──────── Data for this exercise ────────

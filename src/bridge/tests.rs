use std::sync::atomic::Ordering;
use std::sync::{Arc, Mutex};

use async_trait::async_trait;
use serde_json::json;
use tokio_util::sync::CancellationToken;

use crate::error::{BridgeError, ErrorKind};
use crate::planner::{TravelPlan, TripInput};
use crate::test_support::{FakeGenerationClient, tokyo_plan_json};

use super::context::{BridgeContext, BridgeEvent};
use super::outcome::BridgeOutcome;
use super::stages::BridgeStage;
use super::types::StageKind;
use super::{BridgeOrchestrator, BridgePipelineBuilder};

fn orchestrator_with(client: FakeGenerationClient) -> BridgeOrchestrator {
    BridgeOrchestrator::new(Arc::new(client))
}

fn tokyo_input() -> TripInput {
    TripInput::new("Tokyo", "2 nights 3 days")
}

fn expect_failure(outcome: BridgeOutcome) -> (StageKind, BridgeError) {
    match outcome {
        BridgeOutcome::Failed { stage, error } => (stage, error),
        BridgeOutcome::Parsed(plan) => panic!("expected failure, got plan: {plan:?}"),
    }
}

#[tokio::test]
async fn fenced_tokyo_plan_is_parsed() {
    let text = format!(
        "```json\n{}\n```",
        serde_json::to_string_pretty(&tokyo_plan_json()).unwrap()
    );
    let client = FakeGenerationClient::with_text(&text);
    let calls = client.call_counter();
    let orchestrator = orchestrator_with(client);

    let run = orchestrator
        .run(tokyo_input(), CancellationToken::new())
        .await;

    assert!(run.outcome.is_parsed());
    assert!(run.events.contains(&BridgeEvent::PlanReady {
        attractions: 5,
        days: 3
    }));
    let plan = run.into_result().unwrap();
    assert_eq!(plan.attractions().len(), 5);
    assert_eq!(plan.accommodations().len(), 2);
    assert_eq!(plan.restaurants().len(), 4);
    assert_eq!(plan.daily_itinerary().len(), 3);
    assert_eq!(calls.load(Ordering::SeqCst), 1);
}

#[tokio::test]
async fn plain_json_parses_like_fenced_json() {
    let plain = serde_json::to_string(&tokyo_plan_json()).unwrap();
    let fenced = format!("Here you go:\n```json\n{plain}\n```\nBon voyage!");

    let from_plain = orchestrator_with(FakeGenerationClient::with_text(&plain))
        .generate_travel_plan("Tokyo", "2 nights 3 days")
        .await
        .unwrap();
    let from_fenced = orchestrator_with(FakeGenerationClient::with_text(&fenced))
        .generate_travel_plan("Tokyo", "2 nights 3 days")
        .await
        .unwrap();

    assert_eq!(from_plain, from_fenced);
    assert_eq!(from_plain.into_value(), tokyo_plan_json());
}

#[tokio::test]
async fn empty_destination_fails_validation_without_calling_provider() {
    let client = FakeGenerationClient::with_text("{}");
    let calls = client.call_counter();
    let orchestrator = orchestrator_with(client);

    let run = orchestrator
        .run(TripInput::new("   ", "3 days"), CancellationToken::new())
        .await;

    let (stage, error) = expect_failure(run.outcome);
    assert_eq!(stage, StageKind::Validating);
    assert_eq!(error.kind(), ErrorKind::Validation);
    assert_eq!(calls.load(Ordering::SeqCst), 0);
}

#[tokio::test]
async fn configuration_error_surfaces_from_calling_stage() {
    let client = FakeGenerationClient::failing(BridgeError::missing_api_key);
    let orchestrator = orchestrator_with(client);

    let (stage, error) = expect_failure(
        orchestrator
            .run(tokyo_input(), CancellationToken::new())
            .await
            .outcome,
    );
    assert_eq!(stage, StageKind::Calling);
    assert_eq!(error.kind(), ErrorKind::Configuration);
    assert!(error.to_string().contains("GOOGLE_API_KEY"));
}

#[tokio::test]
async fn non_success_status_is_upstream_error_even_with_valid_body() {
    let body = crate::test_support::envelope_with_text("{\"destination\": \"Tokyo\"}");
    let orchestrator = orchestrator_with(FakeGenerationClient::responding(429, body));

    let run = orchestrator
        .run(tokyo_input(), CancellationToken::new())
        .await;

    assert!(!run.events.iter().any(|event| matches!(
        event,
        BridgeEvent::StageStarted(StageKind::Extracting)
    )));
    let (stage, error) = expect_failure(run.outcome);
    assert_eq!(stage, StageKind::Calling);
    assert_eq!(error.kind(), ErrorKind::Upstream);
    assert_eq!(error.to_string(), "AI API error (status 429)");
}

#[tokio::test]
async fn envelope_without_candidates_is_empty_content() {
    let orchestrator = orchestrator_with(FakeGenerationClient::responding(
        200,
        json!({"promptFeedback": {"blockReason": "SAFETY"}}).to_string(),
    ));

    let (stage, error) = expect_failure(
        orchestrator
            .run(tokyo_input(), CancellationToken::new())
            .await
            .outcome,
    );
    assert_eq!(stage, StageKind::Extracting);
    assert_eq!(error.kind(), ErrorKind::EmptyContent);
}

#[tokio::test]
async fn malformed_plan_is_parse_error() {
    for text in [
        "```json\n{\"destination\": \"Tokyo\", \"attractions\": [],}\n```",
        "{\"destination\": \"Tokyo\", \"attractions\": [{\"name\": \"Senso-ji\"}",
    ] {
        let orchestrator = orchestrator_with(FakeGenerationClient::with_text(text));
        let (stage, error) = expect_failure(
            orchestrator
                .run(tokyo_input(), CancellationToken::new())
                .await
                .outcome,
        );
        assert_eq!(stage, StageKind::Normalizing);
        assert_eq!(error.kind(), ErrorKind::Parse);
    }
}

#[tokio::test]
async fn cancelled_run_reports_cancellation() {
    let orchestrator = orchestrator_with(FakeGenerationClient::with_text("{}"));
    let cancel = CancellationToken::new();
    cancel.cancel();

    let (stage, error) = expect_failure(orchestrator.run(tokyo_input(), cancel).await.outcome);
    assert_eq!(stage, StageKind::Calling);
    assert_eq!(error.kind(), ErrorKind::Cancelled);
}

#[tokio::test]
async fn events_follow_stage_order() {
    let orchestrator = orchestrator_with(FakeGenerationClient::with_text("{\"summary\": \"ok\"}"));
    let run = orchestrator
        .run(tokyo_input(), CancellationToken::new())
        .await;

    let started: Vec<StageKind> = run
        .events
        .iter()
        .filter_map(|event| match event {
            BridgeEvent::StageStarted(stage) => Some(*stage),
            _ => None,
        })
        .collect();
    assert_eq!(
        started,
        vec![
            StageKind::Validating,
            StageKind::Prompting,
            StageKind::Calling,
            StageKind::Extracting,
            StageKind::Normalizing,
        ]
    );
    assert_eq!(
        run.events.last(),
        Some(&BridgeEvent::StageCompleted(StageKind::Normalizing))
    );
}

#[tokio::test]
async fn outcome_names_the_failed_stage() {
    let failed = orchestrator_with(FakeGenerationClient::responding(502, ""))
        .run(tokyo_input(), CancellationToken::new())
        .await;
    assert_eq!(failed.outcome.failed_stage(), Some(StageKind::Calling));

    let parsed = orchestrator_with(FakeGenerationClient::with_text("{}"))
        .run(tokyo_input(), CancellationToken::new())
        .await;
    assert_eq!(parsed.outcome.failed_stage(), None);
}

#[tokio::test]
async fn failure_event_carries_kind_and_message() {
    let orchestrator = orchestrator_with(FakeGenerationClient::responding(500, "boom"));
    let run = orchestrator
        .run(tokyo_input(), CancellationToken::new())
        .await;

    assert!(run.events.contains(&BridgeEvent::StageFailed {
        stage: StageKind::Calling,
        kind: ErrorKind::Upstream,
        message: "AI API error (status 500)".to_string(),
    }));
}

#[tokio::test]
async fn custom_parser_replaces_heuristic() {
    fn strict_parser(raw: &str) -> Result<TravelPlan, BridgeError> {
        serde_json::from_str(raw).map_err(|err| BridgeError::Parse(err.to_string()))
    }

    let client = Arc::new(FakeGenerationClient::with_text("```json\n{}\n```"));
    let orchestrator = BridgePipelineBuilder::new()
        .with_standard_stages(client, strict_parser)
        .build();

    let error = orchestrator
        .generate_travel_plan("Tokyo", "3 days")
        .await
        .unwrap_err();
    assert_eq!(error.kind(), ErrorKind::Parse);
}

struct RecordingStage {
    kind: StageKind,
    seen: Arc<Mutex<Vec<StageKind>>>,
}

#[async_trait]
impl BridgeStage for RecordingStage {
    fn kind(&self) -> StageKind {
        self.kind
    }

    async fn execute(&self, _context: &mut BridgeContext) -> Result<(), BridgeError> {
        self.seen.lock().unwrap().push(self.kind);
        Ok(())
    }
}

struct FailingStage;

#[async_trait]
impl BridgeStage for FailingStage {
    fn kind(&self) -> StageKind {
        StageKind::Prompting
    }

    async fn execute(&self, _context: &mut BridgeContext) -> Result<(), BridgeError> {
        Err(BridgeError::Unexpected("stage failure".to_string()))
    }
}

#[tokio::test]
async fn first_failure_short_circuits_remaining_stages() {
    let seen = Arc::new(Mutex::new(Vec::new()));
    let orchestrator = BridgeOrchestrator::builder()
        .add_stage(RecordingStage {
            kind: StageKind::Validating,
            seen: seen.clone(),
        })
        .add_stage(FailingStage)
        .add_stage(RecordingStage {
            kind: StageKind::Calling,
            seen: seen.clone(),
        })
        .build();

    let run = orchestrator
        .run(tokyo_input(), CancellationToken::new())
        .await;

    assert_eq!(*seen.lock().unwrap(), vec![StageKind::Validating]);
    let (stage, error) = expect_failure(run.outcome);
    assert_eq!(stage, StageKind::Prompting);
    assert_eq!(error.to_string(), "stage failure");
}

#[tokio::test]
async fn pipeline_without_plan_is_unexpected_failure() {
    let seen = Arc::new(Mutex::new(Vec::new()));
    let orchestrator = BridgeOrchestrator::builder()
        .add_stage(RecordingStage {
            kind: StageKind::Validating,
            seen,
        })
        .build();

    let (_, error) = expect_failure(
        orchestrator
            .run(tokyo_input(), CancellationToken::new())
            .await
            .outcome,
    );
    assert_eq!(error.kind(), ErrorKind::Unexpected);
}

#[test]
fn standard_pipeline_has_five_stages() {
    let orchestrator = orchestrator_with(FakeGenerationClient::with_text("{}"));
    assert_eq!(orchestrator.stage_count(), 5);
}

────────

Your task: Once you have checked each line above for the string "Some", state how many lines contain it and add nothing more.

Output below: 3